Now just in case you didn’t know, the Worms are one of Canada’s premier musical parodists, ranking right up there with such other social satirists as Monty Python, Frank Zappa, and “Weird Al” Yankovic — albeit with a distinctly north-of-the-border bent. However, hearing these Canucks cluck before a full symphonic orchestra gives their barbs a rich, full-bodied flavor that’s good to the last shot.

But why take my word for it when their songs say it all, including:

The universal truism of “Big Fat Road Manager” (“Every rock band has this guy, not many people really know why. He’s got a cell phone and a backstage pass. He’s got a big gut and a big fat ass, he’s a big fat road manager”).

The uncharacteristic bravado of “Canada’s Really Big” (“We’re the second-largest country on this planet Earth. And if Russia keeps on shrinking, then soon we’ll be first!”).

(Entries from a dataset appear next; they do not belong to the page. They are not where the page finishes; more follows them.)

//! Priority-ordered system scheduler.
//!
//! A [`System`] is an independently registered unit of per-tick simulation
//! logic. The [`Scheduler`] keeps systems sorted by integer priority (lower
//! runs first; equal priorities keep registration order, which is stable
//! within a run) and drives them through a three-phase lifecycle:
//!
//! 1. [`Scheduler::initialize_all`] -- called once before the first tick.
//! 2. [`Scheduler::run_tick`] -- invokes every enabled system in order.
//! 3. [`Scheduler::shutdown_all`] -- tears systems down in order.
//!
//! A system that fails during `update` is fatal for that tick: `run_tick`
//! stops at the first error and returns it. Later systems depend on earlier
//! ones having completed, so a partial tick is never silently continued.

use std::fmt;

// ---------------------------------------------------------------------------
// Errors
// ---------------------------------------------------------------------------

/// An error produced by a system's per-tick update.
#[derive(Debug, thiserror::Error)]
#[error("{message}")]
pub struct SystemError {
    message: String,
}

impl SystemError {
    /// Construct a system error from any displayable message.
    pub fn new(message: impl fmt::Display) -> Self {
        Self {
            message: message.to_string(),
        }
    }
}

/// Errors produced by the scheduler.
#[derive(Debug, thiserror::Error)]
pub enum SchedulerError {
    /// A system faulted mid-tick. The tick is abandoned, not retried.
    #[error("system '{system}' failed during update: {source}")]
    SystemFailed {
        /// Name of the failed system.
        system: String,
        /// The underlying failure.
        source: SystemError,
    },
}

// ---------------------------------------------------------------------------
// System trait
// ---------------------------------------------------------------------------

/// One unit of per-tick simulation logic over a shared store `W`.
///
/// Systems must not assume any ordering beyond their declared [`priority`]
/// relative to other systems.
///
/// [`priority`]: System::priority
pub trait System<W> {
    /// Human-readable name, used for logging and fault reporting.
    fn name(&self) -> &str;

    /// Execution priority. Lower values run first.
    fn priority(&self) -> i32;

    /// Whether this system participates in ticks. Disabled systems are
    /// skipped by [`Scheduler::run_tick`] but still initialized and shut down.
    fn is_enabled(&self) -> bool {
        true
    }

    /// One-time setup, called before the first tick.
    fn initialize(&mut self, _world: &mut W) {}

    /// Per-tick logic. `dt` is the fixed tick duration in seconds.
    fn update(&mut self, world: &mut W, dt: f32) -> Result<(), SystemError>;

    /// Teardown, called once when the scheduler shuts down.
    fn shutdown(&mut self, _world: &mut W) {}
}

// ---------------------------------------------------------------------------
// Scheduler
// ---------------------------------------------------------------------------

/// Ordered registry of systems, invoked once per tick.
pub struct Scheduler<W> {
    systems: Vec<Box<dyn System<W>>>,
    initialized: bool,
}

impl<W> fmt::Debug for Scheduler<W> {
    fn fmt(&self, f: &mut fmt::Formatter<'_>) -> fmt::Result {
        f.debug_struct("Scheduler")
            .field("systems", &self.system_names())
            .field("initialized", &self.initialized)
            .finish()
    }
}

impl<W> Default for Scheduler<W> {
    fn default() -> Self {
        Self::new()
    }
}

impl<W> Scheduler<W> {
    /// Create an empty scheduler.
    pub fn new() -> Self {
        Self {
            systems: Vec::new(),
            initialized: false,
        }
    }

    /// Register a system. Systems are kept sorted by priority; equal
    /// priorities preserve registration order.
    ///
    /// # Panics
    ///
    /// Panics if a system with the same name is already registered.
    pub fn register(&mut self, system: Box<dyn System<W>>) {
        assert!(
            !self.systems.iter().any(|s| s.name() == system.name()),
            "duplicate system name: {:?}",
            system.name()
        );
        self.systems.push(system);
        // Stable sort keeps registration order for equal priorities.
        self.systems.sort_by_key(|s| s.priority());
    }

    /// Call `initialize` on every system, once. Subsequent calls are no-ops.
    pub fn initialize_all(&mut self, world: &mut W) {
        if self.initialized {
            return;
        }
        for system in &mut self.systems {
            tracing::debug!(system = system.name(), "initializing system");
            system.initialize(world);
        }
        self.initialized = true;
    }

    /// Run one tick: every enabled system's `update`, in priority order.
    ///
    /// Stops at the first failing system and returns
    /// [`SchedulerError::SystemFailed`]; the remainder of the tick is not run.
    pub fn run_tick(&mut self, world: &mut W, dt: f32) -> Result<(), SchedulerError> {
        for system in &mut self.systems {
            if !system.is_enabled() {
                continue;
            }
            if let Err(source) = system.update(world, dt) {
                tracing::error!(system = system.name(), %source, "system faulted mid-tick");
                return Err(SchedulerError::SystemFailed {
                    system: system.name().to_owned(),
                    source,
                });
            }
        }
        Ok(())
    }

    /// Call `shutdown` on every system, in priority order.
    pub fn shutdown_all(&mut self, world: &mut W) {
        for system in &mut self.systems {
            system.shutdown(world);
        }
        self.initialized = false;
    }

    /// Number of registered systems.
    pub fn system_count(&self) -> usize {
        self.systems.len()
    }

    /// Names of registered systems, in execution order.
    pub fn system_names(&self) -> Vec<&str> {
        self.systems.iter().map(|s| s.name()).collect()
    }
}

// ---------------------------------------------------------------------------
// Tests
// ---------------------------------------------------------------------------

The PETA putdown “Carrot Juice Is Murder” (“Salads are only for murderers, cole slaw’s a fascist regime. Don’t think that they don’t have feelings, just ’cause a radish can’t scream.”)

Not convinced? Then obviously you haven’t heard their sarcastic classic, “Celine Dion” (“I think I got a crush on Celine Dion. The way she beats her chest when she sings a love song. She’ll sing a song in English, then she’ll sing en français. Both the songs will suck, but I love her anyway.”)

Only a salad-tosser would disagree with an assessment like that.